En el campo de la investigación del cáncer, comprender la heterogeneidad tumoral es crucial para predecir con precisión la respuesta y el resultado del tratamiento. La predicción precisa de la proporción de la composición de las células cancerosas y las células normales puede mejorar en gran medida la precisión y la eficacia del diagnóstico y el tratamiento. Recientemente, el método DeMix desarrollado por Ahn et al. ofrece una solución innovadora a este desafío. Este método estadístico puede desmezclar transcriptomas de cáncer mixtos para predecir las proporciones probables de células tumorales y estromales en una muestra.
Las muestras de tumores sólidos a menudo se componen de múltiples poblaciones de células cancerosas clonales, tejido normal adyacente, estroma y células inmunes infiltradas, que son altamente heterogéneas.
La estructura altamente heterogénea de los tumores a menudo causa problemas en diversos análisis de datos genómicos e incluso puede introducir sesgos. Por lo tanto, eliminar la heterogeneidad de las muestras mixtas y tener en cuenta la pureza del tumor, es decir, el porcentaje de células cancerosas en una muestra de tumor, en los cálculos es una tarea importante. Esta tarea depende en particular de datos genómicos o epigenómicos de alto rendimiento, ya que las sorprendentes diferencias entre las células cancerosas y las células normales permiten estimar la pureza del tumor.
El método DeMix proporciona una nueva estrategia para la transcriptómica clínica al analizar la proporción y las características de expresión genética de las células cancerosas en muestras mixtas.
Cabe destacar que el método DeMix considera cuatro escenarios posibles, que incluyen: muestras tumorales y normales coincidentes (con y sin genes de referencia) y muestras tumorales y normales no coincidentes (también con y sin genes de referencia). En estos escenarios, los genes de referencia tienen perfiles de expresión que se estiman con precisión en función de datos externos que cubren todos los tipos de tejidos constituyentes.
DeMix supone que la muestra mixta consta de solo dos tipos de células: células cancerosas (con perfiles de expresión genética desconocidos) y células normales (con perfiles de expresión genética conocidos, que pueden provenir de muestras coincidentes o no coincidentes). Este método demuestra su importancia al realizar análisis de datos de microarrays, especialmente utilizando datos sin procesar como entrada en lugar de datos transformados logarítmicamente como lo hacen otros métodos.
En concreto, DeMix utiliza primero la estimación de máxima verosimilitud para predecir la expresión genética y las proporciones de células tumorales. Luego, sobre esta base, se estimaron los niveles de expresión normal y tumoral para cada muestra y gen.
Este método analiza datos de muestras tumorales heterogéneas y estima los niveles de expresión genética antes de que los datos se transformen en logaritmos. Esta innovación mejora enormemente la precisión de las predicciones.
El método DeMix es muy flexible y puede cubrir cuatro escenarios de datos: con o sin genes de referencia y con o sin muestras coincidentes. Aunque el algoritmo requiere al menos un gen como gen de referencia, se recomienda utilizar al menos de 5 a 10 genes para mitigar el impacto potencial de los valores atípicos e identificar la proporción de combinación óptima.

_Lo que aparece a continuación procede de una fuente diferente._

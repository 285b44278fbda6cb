use crate::error::{Error, Result};
use dotenvy::dotenv;
use std::env;
use std::sync::OnceLock;
use std::time::Duration;

pub const DEFAULT_EXIT_KEYWORDS: &[&str] = &["quit", "exit", "stop", "bye", "thank you"];

#[derive(Debug, Clone)]
pub struct Config {
    pub server_address: String,
    pub gemini_api_key: String,
    pub gemini_model: String,
    pub gemini_base_url: String,
    pub model_timeout_secs: u64,
    pub session_rps: u32,
    pub max_sessions: usize,
    pub exit_keywords: Vec<String>,
    pub record_feedback: bool,
    pub expose_diagnostics: bool,
    pub google_search: bool,
    pub thinking_budget: i32,
    pub safety_threshold: String,
    pub json_logs: bool,
}

pub static CONFIG: OnceLock<Config> = OnceLock::new();

impl Config {
    pub fn from_env() -> Result<Self> {
        dotenv().ok();

        let exit_keywords = match env::var("EXIT_KEYWORDS") {
            Ok(raw) => parse_keyword_list(&raw),
            Err(_) => DEFAULT_EXIT_KEYWORDS.iter().map(|k| k.to_string()).collect(),
        };
        let max_sessions: usize = get_env_parse_or("MAX_SESSIONS", 1000)?;
        if max_sessions == 0 {
            return Err(Error::Config("MAX_SESSIONS must be at least 1".to_string()));
        }
        if exit_keywords.is_empty() {
            return Err(Error::Config(
                "EXIT_KEYWORDS must contain at least one keyword".to_string(),
            ));
        }

        Ok(Self {
            server_address: get_env_or("SERVER_ADDRESS", "0.0.0.0:8080"),
            gemini_api_key: get_env("GEMINI_API_KEY")?,
            gemini_model: get_env_or("GEMINI_MODEL", "gemini-2.5-flash-lite"),
            gemini_base_url: get_env_or(
                "GEMINI_BASE_URL",
                "https://generativelanguage.googleapis.com",
            ),
            model_timeout_secs: get_env_parse_or("MODEL_TIMEOUT_SECS", 60)?,
            session_rps: get_env_parse_or("SESSION_RPS", 20)?,
            max_sessions,
            exit_keywords,
            record_feedback: get_env_parse_or("RECORD_FEEDBACK", false)?,
            expose_diagnostics: get_env_parse_or("EXPOSE_DIAGNOSTICS", false)?,
            google_search: get_env_parse_or("GOOGLE_SEARCH", true)?,
            thinking_budget: get_env_parse_or("THINKING_BUDGET", -1)?,
            safety_threshold: get_env_or("SAFETY_THRESHOLD", "BLOCK_ONLY_HIGH"),
            json_logs: get_env_or("LOG_FORMAT", "text").eq_ignore_ascii_case("json"),
        })
    }

    pub fn model_timeout(&self) -> Duration {
        Duration::from_secs(self.model_timeout_secs.max(1))
    }
}

/// Splits a comma separated list, trimming and lowercasing every entry.
pub fn parse_keyword_list(raw: &str) -> Vec<String> {
    raw.split(',')
        .map(|k| k.trim().to_lowercase())
        .filter(|k| !k.is_empty())
        .collect()
}

fn get_env(name: &str) -> Result<String> {
    env::var(name).map_err(|_| Error::Config(format!("Missing environment variable: {}", name)))
}

fn get_env_or(name: &str, default: &str) -> String {
    env::var(name).unwrap_or_else(|_| default.to_string())
}

fn get_env_parse_or<T>(name: &str, default: T) -> Result<T>
where
    T: std::str::FromStr,
    T::Err: std::fmt::Display,
{
    match env::var(name) {
        Ok(raw) => parse_value(name, &raw),
        Err(_) => Ok(default),
    }
}

fn parse_value<T>(name: &str, raw: &str) -> Result<T>
where
    T: std::str::FromStr,
    T::Err: std::fmt::Display,
{
    raw.trim()
        .parse()
        .map_err(|e| Error::Config(format!("Invalid value for {}: {}", name, e)))
}

pub fn init_config() -> Result<()> {
    let config = Config::from_env()?;
    CONFIG
        .set(config)
        .map_err(|_| Error::Config("Configuration has already been initialized".to_string()))?;
    Ok(())
}

pub fn get_config() -> &'static Config {
    CONFIG
        .get()
        .expect("Configuration has not been initialized")
}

En aplicaciones prácticas, especialmente al procesar datos de alto rendimiento, las ventajas de DeMix son más obvias. Aunque un modelo conjunto puede estimar todos los parámetros simultáneamente, su complejidad computacional puede hacerlo inadecuado para procesar conjuntos de datos a gran escala.
Al utilizar DeMix de forma adaptativa en diferentes contextos, los investigadores clínicos pueden analizar e interpretar con mayor precisión la biología de las muestras de cáncer.
En general, DeMix proporciona un enfoque computacional eficiente para superar los desafíos que plantea la heterogeneidad tumoral. Este método no sólo mejora nuestra comprensión de la composición de las células cancerosas y las células normales, sino que también proporciona nuevas perspectivas para la investigación y el tratamiento futuros del cáncer. Con el avance de la tecnología, la manera de mejorar aún más la precisión de la aplicación de DeMix y hacer que sea adecuado para microambientes tumorales más complejos será un tema importante en futuras investigaciones sobre biología tumoral. ¿Qué nuevos desarrollos cree que traerá esta investigación?